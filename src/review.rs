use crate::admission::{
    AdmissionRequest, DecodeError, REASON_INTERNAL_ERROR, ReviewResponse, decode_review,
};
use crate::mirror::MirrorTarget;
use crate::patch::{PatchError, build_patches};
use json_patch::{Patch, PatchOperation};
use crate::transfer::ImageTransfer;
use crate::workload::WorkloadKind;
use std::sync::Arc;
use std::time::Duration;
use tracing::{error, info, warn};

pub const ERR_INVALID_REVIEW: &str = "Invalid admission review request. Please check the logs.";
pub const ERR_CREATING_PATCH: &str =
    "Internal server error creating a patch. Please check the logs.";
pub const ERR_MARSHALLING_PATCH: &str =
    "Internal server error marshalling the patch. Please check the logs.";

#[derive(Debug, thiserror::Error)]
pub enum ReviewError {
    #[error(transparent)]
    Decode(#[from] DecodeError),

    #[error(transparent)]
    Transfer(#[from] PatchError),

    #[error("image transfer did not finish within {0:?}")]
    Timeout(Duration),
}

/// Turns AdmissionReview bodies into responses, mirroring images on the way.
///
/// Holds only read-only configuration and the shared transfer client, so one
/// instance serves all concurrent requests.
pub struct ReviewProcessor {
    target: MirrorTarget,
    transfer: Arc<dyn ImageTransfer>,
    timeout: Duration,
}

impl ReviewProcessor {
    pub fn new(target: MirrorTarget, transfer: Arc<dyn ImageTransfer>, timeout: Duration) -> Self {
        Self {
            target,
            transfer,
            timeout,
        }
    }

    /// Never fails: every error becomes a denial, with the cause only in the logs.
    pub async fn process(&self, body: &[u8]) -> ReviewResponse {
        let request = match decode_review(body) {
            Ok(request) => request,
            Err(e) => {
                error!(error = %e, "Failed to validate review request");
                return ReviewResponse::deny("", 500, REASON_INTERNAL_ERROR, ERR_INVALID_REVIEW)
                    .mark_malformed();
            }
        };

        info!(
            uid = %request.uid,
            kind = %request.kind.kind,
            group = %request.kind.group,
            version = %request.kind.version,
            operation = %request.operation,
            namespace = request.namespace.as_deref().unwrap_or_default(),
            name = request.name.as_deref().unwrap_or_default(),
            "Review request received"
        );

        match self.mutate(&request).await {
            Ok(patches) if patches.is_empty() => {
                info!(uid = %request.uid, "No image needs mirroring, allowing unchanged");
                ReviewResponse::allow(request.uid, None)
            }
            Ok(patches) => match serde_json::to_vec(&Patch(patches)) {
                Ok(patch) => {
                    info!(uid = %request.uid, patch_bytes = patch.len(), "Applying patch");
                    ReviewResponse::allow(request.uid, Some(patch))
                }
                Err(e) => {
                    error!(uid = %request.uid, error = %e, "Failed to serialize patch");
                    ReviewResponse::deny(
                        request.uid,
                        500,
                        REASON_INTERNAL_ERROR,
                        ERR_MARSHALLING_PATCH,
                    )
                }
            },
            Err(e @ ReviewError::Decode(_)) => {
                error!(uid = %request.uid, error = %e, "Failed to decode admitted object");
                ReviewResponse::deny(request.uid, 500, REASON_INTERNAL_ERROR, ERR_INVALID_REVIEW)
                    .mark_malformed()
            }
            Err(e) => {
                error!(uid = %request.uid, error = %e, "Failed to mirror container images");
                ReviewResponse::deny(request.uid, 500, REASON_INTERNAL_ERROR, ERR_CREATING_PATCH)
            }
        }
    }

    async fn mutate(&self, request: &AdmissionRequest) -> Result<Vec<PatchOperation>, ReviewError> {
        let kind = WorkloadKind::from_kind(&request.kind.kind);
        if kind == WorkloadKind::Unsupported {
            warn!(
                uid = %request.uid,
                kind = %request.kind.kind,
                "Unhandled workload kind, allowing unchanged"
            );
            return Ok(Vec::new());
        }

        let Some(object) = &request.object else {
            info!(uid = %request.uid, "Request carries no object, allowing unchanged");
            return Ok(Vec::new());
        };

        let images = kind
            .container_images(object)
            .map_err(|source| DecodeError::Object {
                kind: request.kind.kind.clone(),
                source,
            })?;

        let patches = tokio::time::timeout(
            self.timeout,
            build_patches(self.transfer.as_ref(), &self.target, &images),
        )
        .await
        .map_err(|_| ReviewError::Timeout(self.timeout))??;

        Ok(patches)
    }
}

...

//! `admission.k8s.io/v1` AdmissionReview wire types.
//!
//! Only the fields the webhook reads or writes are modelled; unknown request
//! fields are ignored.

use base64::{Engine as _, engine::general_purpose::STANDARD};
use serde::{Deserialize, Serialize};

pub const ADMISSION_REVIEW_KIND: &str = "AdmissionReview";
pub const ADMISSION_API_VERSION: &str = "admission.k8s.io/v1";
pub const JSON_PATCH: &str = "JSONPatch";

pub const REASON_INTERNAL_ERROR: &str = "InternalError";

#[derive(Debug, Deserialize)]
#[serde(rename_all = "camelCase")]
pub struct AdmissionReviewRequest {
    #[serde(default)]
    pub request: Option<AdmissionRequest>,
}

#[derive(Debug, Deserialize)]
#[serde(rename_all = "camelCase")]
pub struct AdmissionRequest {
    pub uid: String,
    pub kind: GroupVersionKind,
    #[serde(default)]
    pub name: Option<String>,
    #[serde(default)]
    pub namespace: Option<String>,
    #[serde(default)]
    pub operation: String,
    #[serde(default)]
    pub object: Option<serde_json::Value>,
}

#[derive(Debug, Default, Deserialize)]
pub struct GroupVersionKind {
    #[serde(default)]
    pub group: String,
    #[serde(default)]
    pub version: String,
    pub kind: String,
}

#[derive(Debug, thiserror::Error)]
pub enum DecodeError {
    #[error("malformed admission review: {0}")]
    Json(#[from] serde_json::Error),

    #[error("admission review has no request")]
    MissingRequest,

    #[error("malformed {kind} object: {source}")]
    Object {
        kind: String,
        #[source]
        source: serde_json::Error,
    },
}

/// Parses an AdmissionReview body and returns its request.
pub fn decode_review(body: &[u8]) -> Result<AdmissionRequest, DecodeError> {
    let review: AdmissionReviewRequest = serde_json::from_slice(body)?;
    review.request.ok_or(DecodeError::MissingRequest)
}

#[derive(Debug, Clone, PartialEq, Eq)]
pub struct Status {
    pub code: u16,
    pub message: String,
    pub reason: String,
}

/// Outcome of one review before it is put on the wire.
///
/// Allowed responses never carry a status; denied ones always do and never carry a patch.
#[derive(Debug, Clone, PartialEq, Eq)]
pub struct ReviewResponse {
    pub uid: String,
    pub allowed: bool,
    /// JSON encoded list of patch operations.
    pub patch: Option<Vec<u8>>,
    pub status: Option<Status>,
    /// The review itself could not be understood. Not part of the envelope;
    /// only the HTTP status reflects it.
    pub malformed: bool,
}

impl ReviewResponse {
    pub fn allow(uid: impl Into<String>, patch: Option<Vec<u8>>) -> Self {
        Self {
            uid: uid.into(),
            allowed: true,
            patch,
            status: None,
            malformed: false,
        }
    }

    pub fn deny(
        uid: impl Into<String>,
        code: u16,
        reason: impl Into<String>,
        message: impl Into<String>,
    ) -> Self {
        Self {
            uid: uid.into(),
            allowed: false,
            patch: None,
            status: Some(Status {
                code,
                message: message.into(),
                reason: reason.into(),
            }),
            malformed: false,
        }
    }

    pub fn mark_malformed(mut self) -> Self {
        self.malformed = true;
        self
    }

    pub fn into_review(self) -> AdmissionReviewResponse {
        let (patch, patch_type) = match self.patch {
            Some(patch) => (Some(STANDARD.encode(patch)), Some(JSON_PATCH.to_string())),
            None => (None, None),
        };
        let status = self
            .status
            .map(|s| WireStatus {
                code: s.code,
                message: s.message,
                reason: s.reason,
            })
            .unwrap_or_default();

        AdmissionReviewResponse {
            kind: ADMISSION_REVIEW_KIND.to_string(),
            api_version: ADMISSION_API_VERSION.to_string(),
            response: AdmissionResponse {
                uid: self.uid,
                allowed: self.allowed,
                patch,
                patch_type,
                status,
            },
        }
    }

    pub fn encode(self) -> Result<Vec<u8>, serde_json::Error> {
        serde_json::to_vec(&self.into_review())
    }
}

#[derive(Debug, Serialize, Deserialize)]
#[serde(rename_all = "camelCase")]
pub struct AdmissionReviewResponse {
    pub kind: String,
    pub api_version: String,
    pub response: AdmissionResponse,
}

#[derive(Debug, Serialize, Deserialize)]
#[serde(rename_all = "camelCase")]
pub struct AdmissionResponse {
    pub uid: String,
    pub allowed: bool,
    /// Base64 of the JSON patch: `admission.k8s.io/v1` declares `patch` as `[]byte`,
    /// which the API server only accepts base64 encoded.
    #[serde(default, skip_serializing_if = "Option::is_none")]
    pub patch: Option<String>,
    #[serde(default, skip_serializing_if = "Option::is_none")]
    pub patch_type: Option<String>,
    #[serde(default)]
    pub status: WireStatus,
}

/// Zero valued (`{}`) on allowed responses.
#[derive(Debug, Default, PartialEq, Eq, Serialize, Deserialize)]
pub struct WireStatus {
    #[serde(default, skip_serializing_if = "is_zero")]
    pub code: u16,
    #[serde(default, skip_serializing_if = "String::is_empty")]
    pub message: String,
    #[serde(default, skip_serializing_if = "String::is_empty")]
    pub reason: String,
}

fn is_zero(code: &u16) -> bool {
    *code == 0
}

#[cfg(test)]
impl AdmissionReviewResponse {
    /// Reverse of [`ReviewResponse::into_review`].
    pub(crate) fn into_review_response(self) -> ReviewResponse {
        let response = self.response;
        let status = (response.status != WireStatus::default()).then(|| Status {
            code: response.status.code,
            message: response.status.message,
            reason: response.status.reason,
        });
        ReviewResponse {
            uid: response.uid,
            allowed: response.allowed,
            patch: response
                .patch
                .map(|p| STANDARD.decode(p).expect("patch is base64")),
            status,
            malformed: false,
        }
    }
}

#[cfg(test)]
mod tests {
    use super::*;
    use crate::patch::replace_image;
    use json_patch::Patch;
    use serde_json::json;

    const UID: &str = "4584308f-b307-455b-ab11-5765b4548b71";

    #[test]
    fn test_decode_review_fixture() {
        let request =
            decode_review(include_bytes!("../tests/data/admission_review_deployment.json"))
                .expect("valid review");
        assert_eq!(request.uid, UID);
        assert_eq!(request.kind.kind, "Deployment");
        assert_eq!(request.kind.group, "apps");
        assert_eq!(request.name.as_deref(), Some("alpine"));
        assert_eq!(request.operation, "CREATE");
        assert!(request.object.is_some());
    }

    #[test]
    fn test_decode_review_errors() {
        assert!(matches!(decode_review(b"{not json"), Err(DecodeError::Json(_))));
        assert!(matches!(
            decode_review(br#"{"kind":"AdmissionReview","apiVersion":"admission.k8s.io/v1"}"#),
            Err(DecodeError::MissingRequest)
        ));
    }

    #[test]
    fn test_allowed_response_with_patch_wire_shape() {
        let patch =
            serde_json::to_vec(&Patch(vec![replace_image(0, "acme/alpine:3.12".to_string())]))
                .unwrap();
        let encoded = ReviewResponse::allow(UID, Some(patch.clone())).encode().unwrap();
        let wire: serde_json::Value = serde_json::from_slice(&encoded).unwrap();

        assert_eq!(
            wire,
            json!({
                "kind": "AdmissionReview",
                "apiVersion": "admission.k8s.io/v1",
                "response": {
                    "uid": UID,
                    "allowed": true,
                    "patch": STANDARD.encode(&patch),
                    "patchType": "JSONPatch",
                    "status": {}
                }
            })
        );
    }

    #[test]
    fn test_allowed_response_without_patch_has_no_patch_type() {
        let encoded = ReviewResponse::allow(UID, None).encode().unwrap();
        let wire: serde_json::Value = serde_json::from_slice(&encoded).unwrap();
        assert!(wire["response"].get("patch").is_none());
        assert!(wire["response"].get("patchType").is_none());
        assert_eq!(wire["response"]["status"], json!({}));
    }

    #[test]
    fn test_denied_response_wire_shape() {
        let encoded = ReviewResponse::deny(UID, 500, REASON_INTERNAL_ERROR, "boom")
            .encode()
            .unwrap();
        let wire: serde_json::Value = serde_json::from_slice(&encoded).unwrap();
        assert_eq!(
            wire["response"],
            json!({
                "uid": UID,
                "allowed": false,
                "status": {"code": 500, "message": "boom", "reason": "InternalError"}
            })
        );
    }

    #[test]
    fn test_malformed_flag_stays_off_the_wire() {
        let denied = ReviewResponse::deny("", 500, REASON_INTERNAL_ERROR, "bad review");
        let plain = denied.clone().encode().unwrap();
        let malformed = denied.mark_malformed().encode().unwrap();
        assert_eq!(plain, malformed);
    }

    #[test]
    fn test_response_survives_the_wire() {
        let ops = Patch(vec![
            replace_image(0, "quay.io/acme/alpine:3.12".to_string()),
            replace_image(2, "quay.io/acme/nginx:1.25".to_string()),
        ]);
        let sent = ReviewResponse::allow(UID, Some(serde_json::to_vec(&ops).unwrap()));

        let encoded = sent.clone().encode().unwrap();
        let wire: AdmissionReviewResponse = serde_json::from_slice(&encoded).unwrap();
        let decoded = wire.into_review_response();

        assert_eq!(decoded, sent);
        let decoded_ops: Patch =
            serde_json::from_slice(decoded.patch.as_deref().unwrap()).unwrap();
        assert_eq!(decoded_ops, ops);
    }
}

Task brief:
Search the entries above for the word "check" and count the lines that hold it. Reply with only that number.

Your solution:
3